Nvidia dominates AI compute and sets the prices. The big AI companies are developing alternative strategies.
Following in the footsteps of Google and Amazon, Microsoft is now looking to develop its own AI chips, reports The Information. The chip, code-named "Athena," could be unveiled at Microsoft's Ignite developer conference in Seattle from November 14 to 17. The chip has been in development since 2019, according to the report.
AI chip for cloud data centers
The Athena chip has already been shown to select groups at Microsoft and OpenAI, according to The Information's source. It is designed to be on par with Nvidia's H100 GPU, putting Microsoft on par with Google and Amazon.
Microsoft is also considering offering the chip as a cloud solution for AI development teams. This is a challenge because developers are trained on Nvidia's CUDA, and machine learning frameworks are optimized for Nvidia chips.
Currently, Microsoft's AI data centers use Nvidia graphics cards to train and deploy large-scale language models to customers. Google, Amazon, and OpenAI also use Nvidia GPUs.
Big AI is fighting back against Nvidia's dominance
Microsoft is also working closely with Advanced Micro Devices (AMD) on AMD's next AI chip, the MI300X, according to The Information's source.
AMD's chip, designed specifically for AI applications, is set to be released in the fourth quarter. According to AMD CEO Lisa Su, the company is already working with leading cloud providers, large enterprises, and many leading AI companies.

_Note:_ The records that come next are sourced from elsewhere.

use maze_chase_core::{
    Actor, BoardView, Command, Direction, ExitMask, GhostKind, Motion, PixelPosition,
    ReflectionAnchor, Tile, TileCoord,
};
use maze_chase_system_pursuit::{decide, Pursuit, PursuitContext, Strategy};
use maze_chase_world::{self as world, query, World};

#[test]
fn open_tile_prefers_down_for_a_goal_due_south() {
    let tiles = vec![Tile::new(ExitMask::OPEN); 25];
    let board = BoardView::new(&tiles, 5, 5);
    let centre = PixelPosition::new(31, 29);
    assert_eq!(centre.tile(), TileCoord::new(3, 3));

    for orientation in [Some(Direction::Left), Some(Direction::Right), None] {
        let mut motion = Motion::spawn(centre, Direction::Left);
        motion.orientation = orientation;
        assert_eq!(
            decide(&motion, TileCoord::new(4, 3), board),
            Some(Direction::Down),
            "orientation {orientation:?}"
        );
    }
}

#[test]
fn scatter_corners_ignore_the_player() {
    let world = World::default();
    let board = query::board(&world);

    for player_position in [PixelPosition::new(15, 13), PixelPosition::new(207, 237)] {
        let context = PursuitContext {
            board,
            player: Motion::spawn(player_position, Direction::Left),
            blinky: Some(PixelPosition::new(111, 93)),
            anchor: ReflectionAnchor::Tile,
        };
        assert_eq!(
            Strategy::Blinky.goal(true, &context),
            Some(TileCoord::new(0, 27))
        );
        assert_eq!(
            Strategy::Pinky.goal(true, &context),
            Some(TileCoord::new(0, 0))
        );
        assert_eq!(
            Strategy::Inky.goal(true, &context),
            Some(TileCoord::new(30, 0))
        );
    }
}

#[test]
fn chase_steering_from_spawn() {
    let world = World::default();
    let commands = steer_all(&world);

    assert_eq!(
        commands,
        vec![
            steer(GhostKind::Blinky, Some(Direction::Left)),
            steer(GhostKind::Pinky, Some(Direction::Up)),
            steer(GhostKind::Inky, Some(Direction::Left)),
        ]
    );
}

#[test]
fn default_inky_goal_reflects_through_blinky_pixels() {
    let world = World::default();
    let context = PursuitContext {
        board: query::board(&world),
        player: query::player(&world).motion,
        blinky: query::ghost(&world, GhostKind::Blinky).map(|ghost| ghost.motion.position),
        anchor: query::config(&world).inky_anchor,
    };
    assert_eq!(context.anchor, ReflectionAnchor::Pixel);

    // Two tiles ahead of the player is (1,3); Blinky stands at pixel (111,93).
    assert_eq!(
        Strategy::Inky.goal(false, &context),
        Some(TileCoord::new(2 - 93, 6 - 111))
    );

    let tile_anchored = PursuitContext {
        anchor: ReflectionAnchor::Tile,
        ..context
    };
    assert_eq!(
        Strategy::Inky.goal(false, &tile_anchored),
        Some(TileCoord::new(-9, -7))
    );
}

#[test]
fn scatter_steering_from_spawn() {
    let mut world = World::default();
    let mut events = Vec::new();
    world::apply(
        &mut world,
        Command::SetScatterMode { active: true },
        &mut events,
    );

    let commands = steer_all(&world);
    assert_eq!(
        commands,
        vec![
            steer(GhostKind::Blinky, Some(Direction::Right)),
            steer(GhostKind::Pinky, Some(Direction::Up)),
            steer(GhostKind::Inky, Some(Direction::Left)),
        ]
    );
}

#[test]
fn flee_mode_leaves_goals_unchanged() {
    let mut world = World::default();
    let before = steer_all(&world);

    let mut events = Vec::new();
    world::apply(&mut world, Command::SetFleeMode { active: true }, &mut events);

    assert_eq!(steer_all(&world), before);
}

fn steer_all(world: &World) -> Vec<Command> {
    let board = query::board(world);
    let context = PursuitContext {
        board,
        player: query::player(world).motion,
        blinky: query::ghost(world, GhostKind::Blinky).map(|ghost| ghost.motion.position),
        anchor: query::config(world).inky_anchor,
    };

    let mut commands = Vec::new();
    for ghost in query::ghosts(world).iter() {
        Pursuit.handle(ghost, &context, &mut commands);
    }
    commands
}

fn steer(kind: GhostKind, next_turn: Option<Direction>) -> Command {
    Command::SteerActor {
        actor: Actor::Ghost(kind),
        next_turn,
    }
}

In any case, it appears that the major AI companies are naturally trying to reduce Nvidia's dominance in the AI chip sector, at least to put themselves in a better negotiating position. Since the ChatGPT hype began, Nvidia's sales have skyrocketed and the industry is suffering from constant supply shortages.

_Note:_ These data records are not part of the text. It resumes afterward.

impl Tile {
    /// Creates an unvisited tile with the provided exits.
    #[must_use]
    pub const fn new(exits: ExitMask) -> Self {
        Self {
            exits,
            visited: false,
        }
    }

    /// Exit permissions of the tile.
    #[must_use]
    pub const fn exits(&self) -> ExitMask {
        self.exits
    }

    /// Reports whether an actor may leave the tile in `direction`.
    #[must_use]
    pub const fn can_go(&self, direction: Direction) -> bool {
        self.exits.allows(direction)
    }

    /// Reports whether the upward exit is permitted.
    #[must_use]
    pub const fn can_go_up(&self) -> bool {
        self.can_go(Direction::Up)
    }

    /// Reports whether the downward exit is permitted.
    #[must_use]
    pub const fn can_go_down(&self) -> bool {
        self.can_go(Direction::Down)
    }

    /// Reports whether the leftward exit is permitted.
    #[must_use]
    pub const fn can_go_left(&self) -> bool {
        self.can_go(Direction::Left)
    }

    /// Reports whether the rightward exit is permitted.
    #[must_use]
    pub const fn can_go_right(&self) -> bool {
        self.can_go(Direction::Right)
    }

    /// Reports whether the tile has any exit at all.
    #[must_use]
    pub const fn is_open(&self) -> bool {
        self.exits.count() > 0
    }

    /// Reports whether the player has crossed the tile.
    #[must_use]
    pub const fn is_visited(&self) -> bool {
        self.visited
    }

    /// Marks the tile as crossed, returning `true` if it was not already.
    pub fn mark_visited(&mut self) -> bool {
        let newly = !self.visited;
        self.visited = true;
        newly
    }
}

/// Read-only view into the row-major tile grid.
#[derive(Clone, Copy, Debug)]
pub struct BoardView<'a> {
    tiles: &'a [Tile],
    rows: u32,
    columns: u32,
}

impl<'a> BoardView<'a> {
    /// Captures a new board view backed by the provided tile slice.
    #[must_use]
    pub fn new(tiles: &'a [Tile], rows: u32, columns: u32) -> Self {
        Self {
            tiles,
            rows,
            columns,
        }
    }

    /// Returns the tile at `cell`, or `None` when it lies outside the board.
    #[must_use]
    pub fn tile(&self, cell: TileCoord) -> Option<&'a Tile> {
        self.index(cell).and_then(|index| self.tiles.get(index))
    }

    /// Clamps `cell` into the board bounds.
    #[must_use]
    pub fn clamp(&self, cell: TileCoord) -> TileCoord {
        let max_row = i32::try_from(self.rows.saturating_sub(1)).unwrap_or(i32::MAX);
        let max_column = i32::try_from(self.columns.saturating_sub(1)).unwrap_or(i32::MAX);
        TileCoord::new(
            cell.row().clamp(0, max_row),
            cell.column().clamp(0, max_column),
        )
    }

    /// Reports whether `cell` lies within the board.
    #[must_use]
    pub fn contains(&self, cell: TileCoord) -> bool {
        self.index(cell).is_some()
    }

    /// Iterator over all tiles paired with their coordinates, row by row.
    pub fn iter(&self) -> impl Iterator<Item = (TileCoord, &'a Tile)> + 'a {
        let columns = usize::try_from(self.columns).unwrap_or(1).max(1);
        self.tiles.iter().enumerate().map(move |(index, tile)| {
            let row = i32::try_from(index / columns).unwrap_or(i32::MAX);
            let column = i32::try_from(index % columns).unwrap_or(i32::MAX);
            (TileCoord::new(row, column), tile)
        })
    }

    /// Provides the dimensions of the board as `(rows, columns)`.
    #[must_use]
    pub const fn dimensions(&self) -> (u32, u32) {
        (self.rows, self.columns)
    }

    fn index(&self, cell: TileCoord) -> Option<usize> {
        let row = u32::try_from(cell.row()).ok()?;
        let column = u32::try_from(cell.column()).ok()?;
        if row < self.rows && column < self.columns {
            let row = usize::try_from(row).ok()?;
            let column = usize::try_from(column).ok()?;
            let width = usize::try_from(self.columns).ok()?;
            Some(row * width + column)
        } else {
            None
        }
    }
}

/// Identifies a pursuit agent.
#[derive(Clone, Copy, Debug, PartialEq, Eq, Hash, PartialOrd, Ord)]
pub enum GhostKind {
    /// Red agent that heads straight for the player.
    Blinky,
    /// Pink agent that aims four tiles ahead of the player.
    Pinky,
    /// Cyan agent that flanks the player relative to Blinky.
    Inky,
    /// Orange agent without a pursuit heuristic of its own.
    Clyde,
}

impl GhostKind {
    /// All agents in the fixed scheduling order.
    pub const ALL: [GhostKind; 4] = [
        GhostKind::Blinky,
        GhostKind::Pinky,
        GhostKind::Inky,
        GhostKind::Clyde,
    ];
}

/// Identifies any actor living in the maze.
#[derive(Clone, Copy, Debug, PartialEq, Eq, Hash, PartialOrd, Ord)]
pub enum Actor {
    /// The player-controlled actor.
    Player,
    /// A pursuit agent.
    Ghost(GhostKind),
}

/// Movement state shared by the player and every pursuit agent.
#[derive(Clone, Copy, Debug, PartialEq, Eq, Hash)]
pub struct Motion {
    /// Current pixel position.
    pub position: PixelPosition,
    /// Direction of travel, or `None` when the actor has no heading.
    pub orientation: Option<Direction>,
    /// Direction committed at the next tile-aligned instant, if permitted.
    pub next_turn: Option<Direction>,
    /// Animation flag toggled on every movement tick.
    pub mouth_open: bool,
}

impl Motion {
    /// Creates the motion state of a freshly spawned actor.
    #[must_use]
    pub const fn spawn(position: PixelPosition, orientation: Direction) -> Self {
        Self {
            position,
            orientation: Some(orientation),
            next_turn: None,
            mouth_open: true,
        }
    }

    /// Tile currently containing the actor, unclamped.
    #[must_use]
    pub const fn tile(&self) -> TileCoord {
        self.position.tile()
    }
}

/// Immutable representation of a pursuit agent used for queries.
#[derive(Clone, Copy, Debug, PartialEq, Eq)]
pub struct GhostSnapshot {
    /// Agent the snapshot describes.
    pub kind: GhostKind,
    /// Movement state of the agent.
    pub motion: Motion,
    /// Whether the agent currently targets its scatter corner.
    pub scatter_mode: bool,
    /// Whether the agent is currently fleeing (harmless on contact).
    pub flee_mode: bool,
}

/// Immutable representation of the player used for queries.
#[derive(Clone, Copy, Debug, PartialEq, Eq)]
pub struct PlayerSnapshot {
    /// Movement state of the player.
    pub motion: Motion,
    /// Progress through the death sequence; zero while alive.
    pub death_count: u8,
}

impl PlayerSnapshot {
    /// Reports whether the death sequence has started.
    #[must_use]
    pub const fn is_dying(&self) -> bool {
        self.death_count > 0
    }
}

/// Commands that express all permissible world mutations.
#[derive(Clone, Copy, Debug, PartialEq, Eq)]
pub enum Command {
    /// Records the direction the player wishes to take at the next tile centre.
    SetIntent {
        /// Requested direction.
        direction: Direction,
    },
    /// Marks a tile as crossed by the player.
    MarkVisited {
        /// Tile to mark.
        cell: TileCoord,
    },
    /// Switches every pursuit agent between scatter and chase.
    SetScatterMode {
        /// `true` to target scatter corners, `false` to chase.
        active: bool,
    },
    /// Switches flee mode on or off for every pursuit agent.
    SetFleeMode {
        /// `true` while agents are harmless on contact.
        active: bool,
    },
    /// Advances the player's death sequence by one frame.
    CatchPlayer,
    /// Replaces the pending turn of an actor.
    SteerActor {
        /// Actor being steered.
        actor: Actor,
        /// Direction to commit at the next tile centre, if any.
        next_turn: Option<Direction>,
    },
    /// Replaces the movement state of an actor with the result of a movement tick.
    MoveActor {
        /// Actor that moved.
        actor: Actor,
        /// Movement state after the tick.
        motion: Motion,
    },
}

/// Events broadcast by the world after processing commands.
#[derive(Clone, Copy, Debug, PartialEq, Eq)]
pub enum Event {
    /// Confirms that the player's pending turn was updated.
    IntentQueued {
        /// Direction now pending.
        direction: Direction,
    },
    /// Announces that the player crossed a tile for the first time.
    TileVisited {
        /// Newly visited tile.
        cell: TileCoord,
    },
    /// Announces a switch between scatter and chase.
    ScatterModeChanged {
        /// `true` when scatter became active.
        active: bool,
    },
    /// Announces that flee mode started or ended.
    FleeModeChanged {
        /// `true` when flee became active.
        active: bool,
    },
    /// Confirms that the player's death sequence advanced.
    PlayerCaught {
        /// Death sequence frame after the catch.
        death_count: u8,
    },
    /// Confirms that an actor committed a new orientation.
    ActorTurned {
        /// Actor that turned.
        actor: Actor,
        /// New orientation.
        orientation: Option<Direction>,
    },
    /// Confirms that an actor changed position.
    ActorMoved {
        /// Actor that moved.
        actor: Actor,
        /// Position before the tick.
        from: PixelPosition,
        /// Position after the tick.
        to: PixelPosition,
    },
}

/// Decides whether Clyde takes part in the session.
#[derive(Clone, Copy, Debug, Default, PartialEq, Eq, Hash, Serialize, Deserialize)]
#[serde(rename_all = "kebab-case")]
pub enum ClydeMode {
    /// Clyde is not spawned.
    #[default]
    Absent,
    /// Clyde is spawned with a strategy that never chooses a turn.
    Idle,
}

/// Anchor Inky reflects its aim point through.
#[derive(Clone, Copy, Debug, Default, PartialEq, Eq, Hash, Serialize, Deserialize)]
#[serde(rename_all = "kebab-case")]
pub enum ReflectionAnchor {
    /// Reflect through Blinky's raw pixel coordinates, read as `(row, column) = (y, x)`.
    #[default]
    Pixel,
    /// Reflect through the tile Blinky occupies.
    Tile,
}

/// Tick intervals and durations driving the orchestrator schedule.
#[derive(Clone, Copy, Debug, PartialEq, Eq, Hash, Serialize, Deserialize)]
#[serde(default, deny_unknown_fields, rename_all = "kebab-case")]
pub struct ScheduleTiming {
    /// The player moves on ticks divisible by this interval.
    pub player_interval: u64,
    /// Pursuit agents decide and move on ticks divisible by this interval.
    pub ghost_interval: u64,
    /// Length of one scatter/chase cycle; scatter starts when the tick is divisible by it.
    pub scatter_period: u64,
    /// Chase resumes when `tick + chase_offset` is divisible by the period.
    pub chase_offset: u64,
    /// Number of ticks a power pellet keeps agents fleeing.
    pub flee_duration: u64,
    /// Ticks after the flee start at which agents begin flashing.
    pub flee_warning: u64,
}

impl Default for ScheduleTiming {
    fn default() -> Self {
        Self {
            player_interval: 3,
            ghost_interval: 4,
            scatter_period: 1620,
            chase_offset: 1200,
            flee_duration: 600,
            flee_warning: 420,
        }
    }
}

/// Session-wide configuration resolved before the world is created.
#[derive(Clone, Copy, Debug, Default, PartialEq, Eq, Hash, Serialize, Deserialize)]
#[serde(default, deny_unknown_fields, rename_all = "kebab-case")]
pub struct SessionConfig {
    /// Whether Clyde is spawned.
    pub clyde: ClydeMode,
    /// Anchor used by Inky's reflection.
    pub inky_anchor: ReflectionAnchor,
    /// Schedule intervals and durations.
    pub timing: ScheduleTiming,
}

Google, for example, is pushing its TPUs (Tensor Processing Unit) and signing exclusive deals with AI companies like Midjourney and Character AI to attract more developers to its chip infrastructure and get high-value real-world cases.
Amazon is investing in Anthropic, the largest OpenAI competitor. Anthropic will use Amazon's Trainium and Inferentia AI chips for AI training and inference for the Claude chatbot. OpenAI is also considering developing its own AI chips.